In estrema sintesi si tratta di seminare colture diverse alternando strisce dell’ampiezza di 4-12 m dell’una e dell’altra. Ci vuole però, appunto, un bel po’ di conoscenza per decidere le distanze e anche le specie da appaiare.
Sulle distanze: l’effetto di controllo su patogeni e parassiti è maggiore con strisce più strette, ma si mantiene efficace, in linea generale, fino a 12 m. Ovvio che bisogna fare i conti anche con le proprie attrezzature e definire le misure di conseguenza in modo da non “perdere tempo” nelle manovre.
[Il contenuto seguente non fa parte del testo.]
//! The immutable room catalog.
//!
//! [`RoomCatalog`] is populated once from a list of [`RoomDef`]s and then
//! only read. Rooms keep their declaration order, which is the room index
//! used by the engine's action encoding; lookup by [`RoomId`] is also
//! available for data tooling.

use indexmap::map::Entry;
use indexmap::IndexMap;

use crate::error::CatalogError;
use crate::id::RoomId;
use crate::room::{Room, RoomDef};

/// Ordered, validated collection of rooms.
#[derive(Clone, Debug)]
pub struct RoomCatalog {
    rooms: IndexMap<RoomId, Room>,
}

impl RoomCatalog {
    /// Populate every definition and collect them in declaration order.
    ///
    /// # Errors
    ///
    /// Returns [`CatalogError::EmptyCatalog`] for an empty list,
    /// [`CatalogError::DuplicateRoomId`] if two definitions share an ID, or
    /// the first per-room validation error.
    ///
    /// # Examples
    ///
    /// ```
    /// use maze_core::{Direction, RoomCatalog, RoomDef};
    ///
    /// let catalog = RoomCatalog::new(vec![
    ///     RoomDef::new(1, "hall", vec![vec![1, 1, 1]]).door(Direction::Left, 0, 0),
    ///     RoomDef::new(2, "shaft", vec![vec![1], vec![1]]),
    /// ])
    /// .unwrap();
    /// assert_eq!(catalog.len(), 2);
    /// assert_eq!(catalog.get(1).unwrap().height(), 2);
    /// ```
    pub fn new(defs: Vec<RoomDef>) -> Result<Self, CatalogError> {
        if defs.is_empty() {
            return Err(CatalogError::EmptyCatalog);
        }
        let mut rooms = IndexMap::with_capacity(defs.len());
        for def in defs {
            let room = Room::populate(def)?;
            match rooms.entry(room.id()) {
                Entry::Occupied(_) => {
                    return Err(CatalogError::DuplicateRoomId { room: room.id() });
                }
                Entry::Vacant(slot) => {
                    slot.insert(room);
                }
            }
        }
        Ok(Self { rooms })
    }

    /// Number of rooms.
    pub fn len(&self) -> usize {
        self.rooms.len()
    }

    /// Always `false`: construction rejects empty catalogs.
    pub fn is_empty(&self) -> bool {
        self.rooms.is_empty()
    }

    /// Room at declaration index `index`.
    pub fn get(&self, index: usize) -> Option<&Room> {
        self.rooms.get_index(index).map(|(_, room)| room)
    }

    /// Room with the given ID.
    pub fn by_id(&self, id: RoomId) -> Option<&Room> {
        self.rooms.get(&id)
    }

    /// Declaration index of the room with the given ID.
    pub fn index_of(&self, id: RoomId) -> Option<usize> {
        self.rooms.get_index_of(&id)
    }

    /// Iterate rooms in declaration order.
    pub fn iter(&self) -> impl ExactSizeIterator<Item = &Room> + '_ {
        self.rooms.values()
    }

    /// Widest room, in tiles.
    pub fn max_width(&self) -> usize {
        self.iter().map(Room::width).max().unwrap_or(0)
    }

    /// Tallest room, in tiles.
    pub fn max_height(&self) -> usize {
        self.iter().map(Room::height).max().unwrap_or(0)
    }
}
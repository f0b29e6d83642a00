//! Batched room-placement environment.
//!
//! [`MazeEnv`] owns `num_envs` independent layouts of the same room
//! catalog and advances them together. Each step decodes one flat action
//! per instance into a (room, displacement) pair, moves that room with
//! clamping, rasterizes every room into a per-instance occupancy canvas,
//! and scores the overlap. A rolling per-instance history records
//! positions, actions, rewards and validity for the learning loop.
//!
//! The pieces are usable on their own:
//!
//! - [`StateHistory`]: fixed-depth rolling history with a shared ring head.
//! - [`ActionCodec`]: bijective flat-action encoding that skips the zero
//!   displacement.
//! - [`MapRasterizer`]: scatter-add of precompiled room footprints.
//! - [`RewardEvaluator`]: overlap cost and reward.
//! - [`ResetScheduler`]: seeded position sampling and staggered reset
//!   slices.

#![deny(missing_docs)]
#![deny(rustdoc::broken_intra_doc_links)]
#![forbid(unsafe_code)]

pub mod codec;
pub mod config;
pub mod env;
pub mod history;
pub mod metrics;
pub mod raster;
pub mod render;
pub mod reset;
pub mod reward;

pub use codec::{ActionCodec, DecodedAction, Displacement};
pub use config::{Axis, ConfigError, EnvConfig};
pub use env::{EnvError, MazeEnv};
pub use history::StateHistory;
pub use metrics::StepMetrics;
pub use raster::MapRasterizer;
pub use render::{MapRenderer, RenderFrame, TextRenderer};
pub use reset::ResetScheduler;
pub use reward::RewardEvaluator;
Sulla scelta delle specie: tra le orticole cipolla ed aglio sono perfette se alternate con carota o crucifere. Pensando ai seminativi: orzo e frumento ben si alternano alla barbabietola o al pisello proteico. Ciò facilita anche la rotazione, che in questo caso si può implementare alternando, anno dopo anno, le colture sulle strisce. Ovvio che se “tengo memoria” dell’ubicazione delle strisce e delle colture seminate negli anni, ad esempio tramite GPS e computer che ormai sono presenti su molti trattori, posso essere ancor più efficace anche nella riduzione delle lavorazioni del suolo.
Insomma tanti piccioni da prendere con la fava (a proposito di biodiversità) della diversificazione.